Stored items
━━━━

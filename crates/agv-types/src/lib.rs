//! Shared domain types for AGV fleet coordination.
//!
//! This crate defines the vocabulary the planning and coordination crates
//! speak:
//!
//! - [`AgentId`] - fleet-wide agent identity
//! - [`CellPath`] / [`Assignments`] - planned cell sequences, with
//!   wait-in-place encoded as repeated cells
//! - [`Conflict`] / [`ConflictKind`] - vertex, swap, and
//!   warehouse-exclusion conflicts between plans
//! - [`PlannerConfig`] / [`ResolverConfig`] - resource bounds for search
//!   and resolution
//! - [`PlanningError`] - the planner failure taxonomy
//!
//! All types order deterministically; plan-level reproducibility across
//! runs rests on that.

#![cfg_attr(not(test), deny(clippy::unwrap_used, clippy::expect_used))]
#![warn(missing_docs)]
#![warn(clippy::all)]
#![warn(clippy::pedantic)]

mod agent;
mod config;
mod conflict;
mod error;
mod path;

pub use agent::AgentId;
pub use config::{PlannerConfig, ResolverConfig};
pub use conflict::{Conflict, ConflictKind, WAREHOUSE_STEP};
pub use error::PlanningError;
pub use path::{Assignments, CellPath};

━━━━

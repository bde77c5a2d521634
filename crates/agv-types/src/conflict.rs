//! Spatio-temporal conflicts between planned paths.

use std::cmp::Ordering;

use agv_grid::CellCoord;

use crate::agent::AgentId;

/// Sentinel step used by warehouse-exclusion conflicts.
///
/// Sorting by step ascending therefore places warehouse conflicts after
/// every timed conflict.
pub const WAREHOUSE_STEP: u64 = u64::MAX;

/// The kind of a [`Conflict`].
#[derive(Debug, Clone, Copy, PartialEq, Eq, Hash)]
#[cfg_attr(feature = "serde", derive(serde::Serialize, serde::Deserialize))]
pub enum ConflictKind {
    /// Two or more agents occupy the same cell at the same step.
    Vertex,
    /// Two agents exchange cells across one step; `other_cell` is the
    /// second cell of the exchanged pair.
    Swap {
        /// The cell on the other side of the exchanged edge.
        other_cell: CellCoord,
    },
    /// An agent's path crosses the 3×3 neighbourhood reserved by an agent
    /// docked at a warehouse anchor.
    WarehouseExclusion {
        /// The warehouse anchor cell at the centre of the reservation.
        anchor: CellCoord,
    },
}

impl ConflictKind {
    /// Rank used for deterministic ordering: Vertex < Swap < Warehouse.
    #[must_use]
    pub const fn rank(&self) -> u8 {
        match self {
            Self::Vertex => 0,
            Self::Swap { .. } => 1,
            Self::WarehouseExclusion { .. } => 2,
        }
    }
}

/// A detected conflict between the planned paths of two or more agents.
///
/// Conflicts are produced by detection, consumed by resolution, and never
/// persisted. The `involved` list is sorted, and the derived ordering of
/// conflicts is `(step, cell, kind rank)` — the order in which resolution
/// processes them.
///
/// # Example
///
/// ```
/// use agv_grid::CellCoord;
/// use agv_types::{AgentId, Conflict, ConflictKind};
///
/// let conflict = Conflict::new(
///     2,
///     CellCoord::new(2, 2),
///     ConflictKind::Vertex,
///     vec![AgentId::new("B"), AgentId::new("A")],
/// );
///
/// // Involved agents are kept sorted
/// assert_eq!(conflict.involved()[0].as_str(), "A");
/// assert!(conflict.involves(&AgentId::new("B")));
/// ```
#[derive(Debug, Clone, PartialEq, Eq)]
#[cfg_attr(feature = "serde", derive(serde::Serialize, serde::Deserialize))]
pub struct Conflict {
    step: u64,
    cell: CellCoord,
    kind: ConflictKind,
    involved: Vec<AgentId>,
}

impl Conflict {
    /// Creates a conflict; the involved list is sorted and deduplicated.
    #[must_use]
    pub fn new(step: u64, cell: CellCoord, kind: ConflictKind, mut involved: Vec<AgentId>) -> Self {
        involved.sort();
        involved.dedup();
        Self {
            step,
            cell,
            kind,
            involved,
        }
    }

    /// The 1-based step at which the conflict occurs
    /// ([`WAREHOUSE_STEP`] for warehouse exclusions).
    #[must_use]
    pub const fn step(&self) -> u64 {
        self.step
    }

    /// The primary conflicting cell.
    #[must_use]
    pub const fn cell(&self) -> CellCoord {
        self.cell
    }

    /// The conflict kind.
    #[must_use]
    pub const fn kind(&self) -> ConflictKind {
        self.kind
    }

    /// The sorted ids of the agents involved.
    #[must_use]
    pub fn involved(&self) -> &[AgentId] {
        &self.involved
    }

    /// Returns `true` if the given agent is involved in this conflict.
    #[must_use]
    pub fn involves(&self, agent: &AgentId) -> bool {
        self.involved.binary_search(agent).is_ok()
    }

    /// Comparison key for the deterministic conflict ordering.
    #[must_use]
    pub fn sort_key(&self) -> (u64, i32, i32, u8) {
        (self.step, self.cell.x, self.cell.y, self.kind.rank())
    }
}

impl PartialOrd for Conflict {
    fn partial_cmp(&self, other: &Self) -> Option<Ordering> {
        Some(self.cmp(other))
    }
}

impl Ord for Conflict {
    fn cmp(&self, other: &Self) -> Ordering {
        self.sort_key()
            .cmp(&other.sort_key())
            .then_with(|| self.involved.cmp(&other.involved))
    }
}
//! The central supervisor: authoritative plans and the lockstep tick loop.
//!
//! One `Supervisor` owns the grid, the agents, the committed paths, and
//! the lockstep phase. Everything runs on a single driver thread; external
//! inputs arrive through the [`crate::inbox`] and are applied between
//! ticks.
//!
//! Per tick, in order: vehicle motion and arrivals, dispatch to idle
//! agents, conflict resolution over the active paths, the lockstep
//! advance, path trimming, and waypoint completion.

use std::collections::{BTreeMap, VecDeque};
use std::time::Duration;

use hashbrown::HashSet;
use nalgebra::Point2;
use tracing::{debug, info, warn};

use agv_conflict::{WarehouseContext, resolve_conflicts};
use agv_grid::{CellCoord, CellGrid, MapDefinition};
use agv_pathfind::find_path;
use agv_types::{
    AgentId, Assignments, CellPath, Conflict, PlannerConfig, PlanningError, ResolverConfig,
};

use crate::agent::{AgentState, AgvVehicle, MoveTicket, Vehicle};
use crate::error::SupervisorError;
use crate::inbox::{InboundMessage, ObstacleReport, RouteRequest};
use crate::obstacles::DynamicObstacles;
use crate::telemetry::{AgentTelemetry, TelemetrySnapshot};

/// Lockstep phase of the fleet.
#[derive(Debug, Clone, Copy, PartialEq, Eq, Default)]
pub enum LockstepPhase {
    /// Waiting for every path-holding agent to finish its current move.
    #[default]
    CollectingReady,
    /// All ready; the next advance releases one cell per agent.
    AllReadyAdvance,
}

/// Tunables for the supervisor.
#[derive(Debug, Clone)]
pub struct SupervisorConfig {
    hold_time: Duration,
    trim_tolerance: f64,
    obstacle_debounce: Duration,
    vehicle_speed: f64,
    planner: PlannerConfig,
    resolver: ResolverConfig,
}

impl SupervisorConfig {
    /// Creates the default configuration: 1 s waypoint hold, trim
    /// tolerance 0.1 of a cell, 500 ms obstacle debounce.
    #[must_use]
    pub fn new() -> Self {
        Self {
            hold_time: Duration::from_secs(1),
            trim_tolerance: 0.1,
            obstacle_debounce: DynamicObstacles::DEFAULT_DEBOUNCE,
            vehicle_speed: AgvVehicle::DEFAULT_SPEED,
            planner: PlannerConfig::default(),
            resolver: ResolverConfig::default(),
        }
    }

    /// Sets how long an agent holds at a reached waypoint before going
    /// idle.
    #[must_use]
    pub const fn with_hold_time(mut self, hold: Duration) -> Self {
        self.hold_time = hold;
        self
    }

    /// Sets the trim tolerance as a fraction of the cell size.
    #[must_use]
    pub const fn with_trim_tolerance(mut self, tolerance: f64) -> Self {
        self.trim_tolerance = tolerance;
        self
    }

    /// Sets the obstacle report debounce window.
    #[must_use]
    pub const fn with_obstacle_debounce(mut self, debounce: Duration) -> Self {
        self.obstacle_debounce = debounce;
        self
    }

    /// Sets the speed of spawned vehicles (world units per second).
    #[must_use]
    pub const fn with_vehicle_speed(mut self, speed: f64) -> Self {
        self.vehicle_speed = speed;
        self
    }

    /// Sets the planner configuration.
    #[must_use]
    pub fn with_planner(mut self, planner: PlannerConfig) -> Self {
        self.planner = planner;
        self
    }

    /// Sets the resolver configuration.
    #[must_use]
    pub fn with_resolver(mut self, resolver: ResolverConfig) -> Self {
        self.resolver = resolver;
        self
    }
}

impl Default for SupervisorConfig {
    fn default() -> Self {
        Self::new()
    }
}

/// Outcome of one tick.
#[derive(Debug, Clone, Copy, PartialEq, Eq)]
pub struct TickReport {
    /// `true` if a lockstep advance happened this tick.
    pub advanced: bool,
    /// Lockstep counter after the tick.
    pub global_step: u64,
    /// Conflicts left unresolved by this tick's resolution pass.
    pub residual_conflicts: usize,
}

━━━━

Work instructions: Please copy the lines in the records above between the one holding "filename crates/agv-types/src/lib.rs" and the one holding "bounds for search", inclusive, exactly and with no other line.

Answer space:
filename crates/agv-types/src/lib.rs
//! Shared domain types for AGV fleet coordination.
//!
//! This crate defines the vocabulary the planning and coordination crates
//! speak:
//!
//! - [`AgentId`] - fleet-wide agent identity
//! - [`CellPath`] / [`Assignments`] - planned cell sequences, with
//!   wait-in-place encoded as repeated cells
//! - [`Conflict`] / [`ConflictKind`] - vertex, swap, and
//!   warehouse-exclusion conflicts between plans
//! - [`PlannerConfig`] / [`ResolverConfig`] - resource bounds for search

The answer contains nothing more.